Segundo Magnotta, seria necessário entender como se reorganizariam as Forças Armadas e outras instituições atualmente aparelhadas por lideranças que apoiam Maduro em um cenário de mudança política. “Além disso, precisaríamos entender qual o jogo geopolítico que vai ser jogado do ponto de vista hemisférico, Estados Unidos principalmente, mas também triangulando com apoios extra-regionais como é o caso da Rússia e o apoio da China”, afirma.
A especialista ressalta que o timing é crucial em análise política.

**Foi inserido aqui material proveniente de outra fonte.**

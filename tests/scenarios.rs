//! End-to-end scenarios: the reference cases for each strategy, and a
//! minimal backtracking driver exercising the undo discipline.

use u_propagate::csp::{Csp, Value, VarId, Variable};
use u_propagate::propagation::{
    ForwardChecking, GacPropagator, PlainPropagator, Propagator, PropagatorConfig, Prune, Strategy,
};

fn not_equal(domain: &[Value]) -> (Csp, VarId, VarId) {
    let mut csp = Csp::new("x != y");
    let x = csp.add_variable(Variable::new("x", domain.iter().copied()));
    let y = csp.add_variable(Variable::new("y", domain.iter().copied()));
    csp.add_all_different("x != y", vec![x, y]).unwrap();
    (csp, x, y)
}

fn all_different(n: usize, domain: &[Value]) -> Csp {
    let mut csp = Csp::new("alldiff");
    let vars: Vec<_> = (0..n)
        .map(|i| csp.add_variable(Variable::new(format!("v{i}"), domain.iter().copied())))
        .collect();
    csp.add_all_different("alldiff", vars).unwrap();
    csp
}

fn queens(n: usize) -> (Csp, Vec<VarId>) {
    let mut csp = Csp::new(format!("{n}-queens"));
    let rows: Vec<_> = (0..n)
        .map(|i| csp.add_variable(Variable::range(format!("q{i}"), 0, n as Value - 1)))
        .collect();
    for i in 0..n {
        for j in (i + 1)..n {
            let gap = (j - i) as Value;
            csp.add_predicate(format!("q{i}/q{j}"), vec![rows[i], rows[j]], move |t| {
                t[0] != t[1] && (t[0] - t[1]).abs() != gap
            })
            .unwrap();
        }
    }
    (csp, rows)
}

/// Counts solutions by chronological backtracking in variable order.
fn count_solutions(csp: &mut Csp, propagator: &mut dyn Propagator) -> usize {
    let initial = propagator.propagate(csp, None);
    let count = if initial.consistent {
        let vars: Vec<_> = csp.variable_ids().collect();
        search(csp, propagator, &vars)
    } else {
        0
    };
    initial.pruned.undo(csp);
    count
}

fn search(csp: &mut Csp, propagator: &mut dyn Propagator, vars: &[VarId]) -> usize {
    let Some((&var, rest)) = vars.split_first() else {
        return 1;
    };

    let mut count = 0;
    for value in csp.variable(var).current_domain() {
        csp.assign(var, value).unwrap();
        let result = propagator.propagate(csp, Some(var));
        if result.consistent {
            count += search(csp, propagator, rest);
        }
        result.pruned.undo(csp);
        csp.unassign(var);
    }
    count
}

#[test]
fn test_not_equal_assignment() {
    // FC: y is the last unassigned variable, so y = 1 goes
    let (mut csp, x, y) = not_equal(&[1, 2, 3]);
    csp.assign(x, 1).unwrap();
    let fc = ForwardChecking::new().propagate(&mut csp, Some(x));
    assert!(fc.consistent);
    assert_eq!(fc.pruned.as_slice(), &[Prune { variable: y, value: 1 }]);
    fc.pruned.undo(&mut csp);

    // GAC sees x's domain {1} through the arc (y, x != y)
    let gac = GacPropagator::new().propagate(&mut csp, Some(x));
    assert!(gac.consistent);
    assert_eq!(gac.pruned.as_slice(), &[Prune { variable: y, value: 1 }]);
    gac.pruned.undo(&mut csp);

    let plain = PlainPropagator::new().propagate(&mut csp, Some(x));
    assert!(plain.consistent);
    assert!(plain.pruned.is_empty());
}

#[test]
fn test_not_equal_singleton_wipeout() {
    let (mut csp, x, y) = not_equal(&[1]);
    csp.assign(x, 1).unwrap();

    for mut propagator in [
        Box::new(ForwardChecking::new()) as Box<dyn Propagator>,
        Box::new(GacPropagator::new()),
    ] {
        let result = propagator.propagate(&mut csp, Some(x));
        assert!(!result.consistent, "{} should fail", propagator.name());
        assert!(result.pruned.is_empty());
        assert_eq!(csp.variable(y).current_domain(), vec![1]);
    }

    assert!(PlainPropagator::new().propagate(&mut csp, Some(x)).consistent);
}

#[test]
fn test_pigeonhole_initial_gac() {
    let mut csp = all_different(3, &[1, 2]);
    let before = csp.current_domains();
    let result = GacPropagator::new().propagate(&mut csp, None);
    assert!(!result.consistent);
    result.pruned.undo(&mut csp);
    assert_eq!(csp.current_domains(), before);
}

#[test]
fn test_satisfiable_all_different_unchanged() {
    let mut csp = all_different(3, &[1, 2, 3]);
    let before = csp.current_domains();
    let result = GacPropagator::new().propagate(&mut csp, None);
    assert!(result.consistent);
    assert!(result.pruned.is_empty());
    assert_eq!(csp.current_domains(), before);
}

#[test]
fn test_queens_solution_counts_agree() {
    // 6-queens has 4 solutions
    for strategy in [
        Strategy::Plain,
        Strategy::ForwardChecking,
        Strategy::GeneralizedArcConsistency,
    ] {
        let (mut csp, _) = queens(6);
        let before = csp.current_domains();
        let mut propagator = PropagatorConfig::default().with_strategy(strategy).build();

        assert_eq!(count_solutions(&mut csp, propagator.as_mut()), 4, "{strategy:?}");
        assert_eq!(csp.current_domains(), before, "{strategy:?} left prunes behind");
        assert!(csp.variables().iter().all(|v| !v.is_assigned()));
    }
}

#[test]
fn test_stronger_propagation_does_less_work() {
    let mut calls = Vec::new();
    for strategy in [
        Strategy::Plain,
        Strategy::ForwardChecking,
        Strategy::GeneralizedArcConsistency,
    ] {
        let (mut csp, _) = queens(6);
        let mut propagator = PropagatorConfig::default().with_strategy(strategy).build();
        count_solutions(&mut csp, propagator.as_mut());
        calls.push(propagator.stats().calls);
    }
    assert!(calls[0] >= calls[1], "fc visits no more nodes than plain");
    assert!(calls[1] >= calls[2], "gac visits no more nodes than fc");
}

#[test]
fn test_unary_constraints_before_search() {
    let (mut csp, rows) = queens(4);
    csp.add_predicate("q0 = 1", vec![rows[0]], |t| t[0] == 1).unwrap();

    let mut fc = ForwardChecking::new();
    let result = fc.propagate(&mut csp, None);
    assert!(result.consistent);
    assert_eq!(csp.variable(rows[0]).current_domain(), vec![1]);
    assert_eq!(result.pruned.values_of(rows[0]), vec![0, 2, 3]);
    result.pruned.undo(&mut csp);

    // 4-queens with the first queen on row 1 has exactly one solution
    let mut gac = GacPropagator::new();
    assert_eq!(count_solutions(&mut csp, &mut gac), 1);
}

Um apoio irrestrito dos Estados Unidos, em um momento de tensão crescente entre os dois países e de empobrecimento da Venezuela, poderia dar a Machado “uma sobrevida extra” dependendo do arranjo político que se consolidasse.
“Eu diria que sem essas três variáveis claras, nesse momento é preliminar dizer que ela é fraca ou que ela não teria condições de governar”, conclui Magnotta, lembrando que o poder é “uma entidade viva que se movimenta, que se dilui e se recompõe a depender de circunstâncias”.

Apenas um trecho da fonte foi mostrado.